Sus comentarios llegaron horas después de que afirmara que Estados Unidos "destruyó por completo" todos los objetivos militares en la isla iraní de Kharg el viernes.
"El Comando Central de Estados Unidos ejecutó uno de los bombardeos más poderosos de la historia de Medio Oriente y aniquiló por completo todos los objetivos militares en la joya de la corona de Irán, la isla de Kharg", escribió Trump en una publicación de Truth Social el viernes.
Las fuerzas estadounidenses no atacaron la infraestructura petrolera de la isla, el activo económico más vital de Teherán, pero Trump dijo que reconsideraría esa decisión si el régimen iraní o cualquier otro país interfiere con el paso seguro de los barcos a través del estrecho de Ormuz.
Según el Comando Central de Estados Unidos, el ataque del viernes alcanzó más de 90 objetivos militares iraníes en la isla de Kharg, situada a 26 kilómetros de la costa iraní del Golfo Pérsico, que es desde donde se bombea el 90 % del petróleo que Irán exporta desde las terminales hasta los supertanqueros.
Según el Comando Central de Estados Unidos, el ataque incluyó instalaciones de almacenamiento de minas navales, búnkeres de almacenamiento de misiles y varios otros sitios militares.
Stu Cvrk, colaborador de Epoch Times y capitán retirado de la Marina estadounidense, sugirió que la isla fue "deliberadamente salvada" para evitar una escalada del conflicto.
"Un objetivo estratégico de Estados Unidos es crear las condiciones para una 'contrarrevolución' en Irán, una que derroque al actual grupo dirigente y desmantelaría también su infraestructura de seguridad e inteligencia", explicó Cvrk anteriormente a The Epoch Times.
"Eso significa no proporcionar ninguna razón que el régimen pueda usar para convencer al pueblo iraní de que lo apoye. Destruir Kharg lograría exactamente lo contrario, porque retrasaría su capacidad de exportar petróleo durante meses, incluso años".
La guerra de Irán comenzó el 28 de febrero, cuando Estados Unidos e Israel atacaron instalaciones militares del país y eliminaron a decenas de altos mandos, incluido el líder iraní Ali Jamenei.
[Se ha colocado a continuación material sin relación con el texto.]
//! Compositor Module
//!
//! The explicit context object every window operation runs against: the
//! window arena, stacking order, focus chain, screens, desktops, rules,
//! timers and the protocol/renderer collaborators. All mutation happens on
//! one thread through `&mut Compositor`.

pub mod cursor;
pub mod renderer;

use std::collections::HashMap;
use std::time::{Duration, Instant};

use tracing::{info, trace};

use crate::config::Config;
use crate::shared::Geometry;
use crate::wm::backend::{NullBackend, ProtocolBackend};
use crate::wm::decorations::PaletteCache;
use crate::wm::events::{ObserverId, Signals, WindowEvent};
use crate::wm::focus::FocusChain;
use crate::wm::group::Groups;
use crate::wm::management::ManagementRegistry;
use crate::wm::placement::Placement;
use crate::wm::rules::Rules;
use crate::wm::screen::Screens;
use crate::wm::stacking::StackingOrder;
use crate::wm::timers::{TimerKind, Timers};
use crate::wm::window::{Window, WindowId};
use crate::wm::workspace::VirtualDesktops;
use cursor::Cursor;
use renderer::{NullRenderer, Renderer};

pub struct Compositor {
    pub(crate) config: Config,
    pub(crate) windows: HashMap<WindowId, Window>,
    next_id: u64,
    pub(crate) stacking: StackingOrder,
    pub(crate) focus: FocusChain,
    pub(crate) screens: Screens,
    pub(crate) desktops: VirtualDesktops,
    pub(crate) groups: Groups,
    pub(crate) rule_book: Vec<Rules>,
    pub(crate) palettes: PaletteCache,
    pub(crate) management: ManagementRegistry,
    pub(crate) timers: Timers,
    pub(crate) cursor: Cursor,
    pub(crate) placement: Placement,
    pub(crate) signals: Signals,
    pub(crate) backend: Box<dyn ProtocolBackend>,
    pub(crate) renderer: Box<dyn Renderer>,
    pub(crate) now: Instant,
    pub(crate) showing_desktop: bool,
    /// Remnants whose count reached zero, reclaimed on the next dispatch
    pub(crate) pending_deletes: Vec<WindowId>,
    /// Window with an interactive move/resize in progress
    pub(crate) move_resize_window: Option<WindowId>,
}

impl Compositor {
    /// Create a new compositor context
    pub fn new(
        config: Config,
        backend: Box<dyn ProtocolBackend>,
        renderer: Box<dyn Renderer>,
    ) -> Self {
        info!("Initializing window core");
        let screens = Screens::new(config.output_geometries());
        let desktops = VirtualDesktops::new(&config.desktops);
        let palettes = PaletteCache::new(&config.decorations.palette, config.palettes.clone());
        let rule_book = config.rules.clone();
        Self {
            config,
            windows: HashMap::new(),
            next_id: 1,
            stacking: StackingOrder::new(),
            focus: FocusChain::new(),
            screens,
            desktops,
            groups: Groups::new(),
            rule_book,
            palettes,
            management: ManagementRegistry::new(),
            timers: Timers::new(),
            cursor: Cursor::new(),
            placement: Placement::new(),
            signals: Signals::new(),
            backend,
            renderer,
            now: Instant::now(),
            showing_desktop: false,
            pending_deletes: Vec::new(),
            move_resize_window: None,
        }
    }

    /// Context with no display connection and no scene
    pub fn headless(config: Config) -> Self {
        Self::new(config, Box::new(NullBackend::new()), Box::new(NullRenderer))
    }

    pub fn config(&self) -> &Config {
        &self.config
    }

    pub fn window(&self, id: WindowId) -> Option<&Window> {
        self.windows.get(&id)
    }

    /// Every window in the arena, managed and remnant, in id order
    pub fn windows(&self) -> Vec<&Window> {
        let mut all: Vec<_> = self.windows.values().collect();
        all.sort_by_key(|w| w.id);
        all
    }

    /// Managed windows with a control block, in id order
    pub fn managed_windows(&self) -> Vec<WindowId> {
        let mut ids: Vec<_> = self
            .windows
            .values()
            .filter(|w| w.control.is_some())
            .map(|w| w.id)
            .collect();
        ids.sort();
        ids
    }

    pub(crate) fn allocate_id(&mut self) -> WindowId {
        let id = WindowId(self.next_id);
        self.next_id += 1;
        id
    }

    pub fn connect(&mut self, observer: impl FnMut(&WindowEvent) + 'static) -> ObserverId {
        self.signals.connect(Box::new(observer))
    }

    pub fn disconnect(&mut self, id: ObserverId) -> bool {
        self.signals.disconnect(id)
    }

    /// Notify observers; the management mirror is refreshed first so shell
    /// clients see the state the event describes
    pub(crate) fn emit(&mut self, event: WindowEvent) {
        if let Some(id) = event.window() {
            self.sync_management(id);
        }
        trace!(?event, "emit");
        self.signals.emit(&event);
    }

    pub(crate) fn schedule_repaint(&mut self, region: Geometry) {
        if region.is_valid() {
            self.renderer.schedule_repaint(region);
        }
    }

    pub fn now(&self) -> Instant {
        self.now
    }

    /// Update the clock without running timers
    pub fn set_time(&mut self, now: Instant) {
        self.now = now;
    }

    /// Advance the clock and run whatever became due
    pub fn advance(&mut self, by: Duration) {
        let now = self.now + by;
        self.dispatch(now);
    }

    /// One event-loop turn: deferred deletions, due timers, shell requests
    pub fn dispatch(&mut self, now: Instant) {
        self.now = now;
        self.process_pending_deletes();
        for (id, kind) in self.timers.take_due(now) {
            match kind {
                TimerKind::AutoRaise => self.auto_raise(id),
                TimerKind::ElectricMaximizing => self.electric_maximizing_delay_elapsed(id),
                TimerKind::DelayedMoveResize => self.delayed_move_resize_elapsed(id),
                TimerKind::AnnexedTimeout => self.remnant_annexed_timeout(id),
            }
        }
        self.process_pending_deletes();
        self.process_management_requests();
    }

    pub fn cursor_pos(&self) -> crate::shared::Point {
        self.cursor.pos
    }

    pub fn cursor_shape(&self) -> cursor::CursorShape {
        self.cursor.shape
    }

    pub fn current_desktop(&self) -> u32 {
        self.desktops.current()
    }

    pub fn desktop_count(&self) -> u32 {
        self.desktops.count()
    }

    pub fn screens(&self) -> &Screens {
        &self.screens
    }

    pub fn showing_desktop(&self) -> bool {
        self.showing_desktop
    }

    /// Show-desktop mode lifts the desktop window above everything
    pub fn set_showing_desktop(&mut self, showing: bool) {
        if self.showing_desktop == showing {
            return;
        }
        self.showing_desktop = showing;
        let desktops: Vec<_> = self
            .windows
            .values()
            .filter(|w| w.is_desktop())
            .map(|w| w.id)
            .collect();
        let mut comp = crate::wm::stacking::StackingUpdatesBlocker::new(self);
        for id in desktops {
            comp.update_layer(id);
        }
    }
}

impl std::fmt::Debug for Compositor {
    fn fmt(&self, f: &mut std::fmt::Formatter<'_>) -> std::fmt::Result {
        f.debug_struct("Compositor")
            .field("windows", &self.windows.len())
            .field("stacking", &self.stacking)
            .field("focus", &self.focus)
            .finish_non_exhaustive()
    }
}

#[cfg(test)]
pub(crate) mod tests {
    use super::*;
    use crate::wm::client_flags::WindowType;
    use crate::wm::manage::ManageRequest;

    pub(crate) fn compositor() -> Compositor {
        Compositor::headless(Config::default())
    }

    /// Manage an undecorated normal window whose frame is exactly `geometry`
    pub(crate) fn manage_at(comp: &mut Compositor, geometry: Geometry) -> WindowId {
        manage_typed(comp, WindowType::Normal, geometry)
    }

    pub(crate) fn manage_typed(
        comp: &mut Compositor,
        window_type: WindowType,
        geometry: Geometry,
    ) -> WindowId {
        let mut request = ManageRequest::new(window_type, geometry);
        request.no_border = true;
        request.size_hints.user_position = true;
        comp.take_control(request)
    }

    #[test]
    fn ids_are_never_reused() {
        let mut comp = compositor();
        let a = manage_at(&mut comp, Geometry::new(0, 0, 100, 100));
        comp.release_window(a);
        comp.advance(Duration::from_secs(1));
        let b = manage_at(&mut comp, Geometry::new(0, 0, 100, 100));
        assert_ne!(a, b);
        assert!(b > a);
    }

    #[test]
    fn observers_see_added_windows() {
        use std::cell::RefCell;
        use std::rc::Rc;

        let mut comp = compositor();
        let seen = Rc::new(RefCell::new(Vec::new()));
        let sink = seen.clone();
        comp.connect(move |e| {
            if let WindowEvent::Added { id } = e {
                sink.borrow_mut().push(*id);
            }
        });
        let a = manage_at(&mut comp, Geometry::new(0, 0, 100, 100));
        assert_eq!(*seen.borrow(), vec![a]);
    }
}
Su hijo Jamenei, Mojtaba Jamenei, fue elegido para reemplazarlo .
Sin embargo, el nuevo líder, que mantiene estrechos vínculos con el Cuerpo de la Guardia Revolucionaria Islámica y tiene influencia entre los clérigos locales, no ha aparecido en público desde su elección.
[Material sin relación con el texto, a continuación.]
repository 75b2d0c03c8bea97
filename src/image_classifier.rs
pub mod impl_fake;
pub mod interface;
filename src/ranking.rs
use serde::{Deserialize, Serialize};
use std::cmp::Ordering;

#[cfg(test)]
mod ranking_test;

#[derive(Debug, Clone, PartialEq, thiserror::Error)]
pub enum RankingError {
    #[error("probability vector has {actual} entries but the label set has {expected}")]
    ShapeMismatch { expected: usize, actual: usize },
    #[error("probability vector is empty")]
    EmptyInput,
    #[error("k must be at least 1")]
    InvalidK,
}

/// Class index to label mapping for one loaded model.
#[derive(Debug, Clone, PartialEq, Eq)]
pub struct LabelSet {
    labels: Vec<String>,
}

impl LabelSet {
    pub fn new(labels: Vec<String>) -> Self {
        Self { labels }
    }

    /// The 26 BISINDO alphabet classes, `A` through `Z`.
    pub fn bisindo() -> Self {
        Self::new(('A'..='Z').map(|c| c.to_string()).collect())
    }

    pub fn len(&self) -> usize {
        self.labels.len()
    }

    pub fn is_empty(&self) -> bool {
        self.labels.is_empty()
    }

    pub fn get(&self, index: usize) -> Option<&str> {
        self.labels.get(index).map(String::as_str)
    }
}

impl<S: Into<String>> FromIterator<S> for LabelSet {
    fn from_iter<I: IntoIterator<Item = S>>(iter: I) -> Self {
        Self::new(iter.into_iter().map(Into::into).collect())
    }
}

#[derive(Debug, Clone, PartialEq, Serialize, Deserialize)]
pub struct RankedPrediction {
    pub label: String,
    pub confidence: f32,
    pub rank: usize,
}

/// Highest-confidence entry of `probabilities`.
pub fn top1(probabilities: &[f32], labels: &LabelSet) -> Result<RankedPrediction, RankingError> {
    let mut ranked = top_k(probabilities, labels, 1)?;
    ranked.pop().ok_or(RankingError::EmptyInput)
}

/// Up to `k` entries ordered by descending confidence. Equal confidences keep
/// their original index order. A `k` past the vector length returns every entry.
pub fn top_k(
    probabilities: &[f32],
    labels: &LabelSet,
    k: usize,
) -> Result<Vec<RankedPrediction>, RankingError> {
    if probabilities.is_empty() {
        return Err(RankingError::EmptyInput);
    }
    if probabilities.len() != labels.len() {
        return Err(RankingError::ShapeMismatch {
            expected: labels.len(),
            actual: probabilities.len(),
        });
    }
    if k == 0 {
        return Err(RankingError::InvalidK);
    }

    let mut indices: Vec<usize> = (0..probabilities.len()).collect();
    indices.sort_by(|&a, &b| {
        descending_confidence(probabilities[a], probabilities[b]).then(a.cmp(&b))
    });

    Ok(indices
        .into_iter()
        .take(k)
        .zip(1..)
        .map(|(index, rank)| RankedPrediction {
            // lengths were checked above
            label: labels.get(index).unwrap_or_default().to_string(),
            confidence: probabilities[index],
            rank,
        })
        .collect())
}

// NaN sorts after every number.
fn descending_confidence(a: f32, b: f32) -> Ordering {
    match (a.is_nan(), b.is_nan()) {
        (true, true) => Ordering::Equal,
        (true, false) => Ordering::Greater,
        (false, true) => Ordering::Less,
        (false, false) => b.total_cmp(&a),
    }
}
Un alto funcionario de seguridad israelí declaró a la revista Epoch Magazine en Israel el 11 de marzo que Israel recibió indicios de que Mojtaba Jamenei sufrió una lesión en una pierna durante los ataques dirigidos contra el búnker de su padre, pero se desconoce la gravedad exacta de sus heridas.
Trump dijo el 12 de marzo que Jamenei podría seguir "vivo de alguna forma".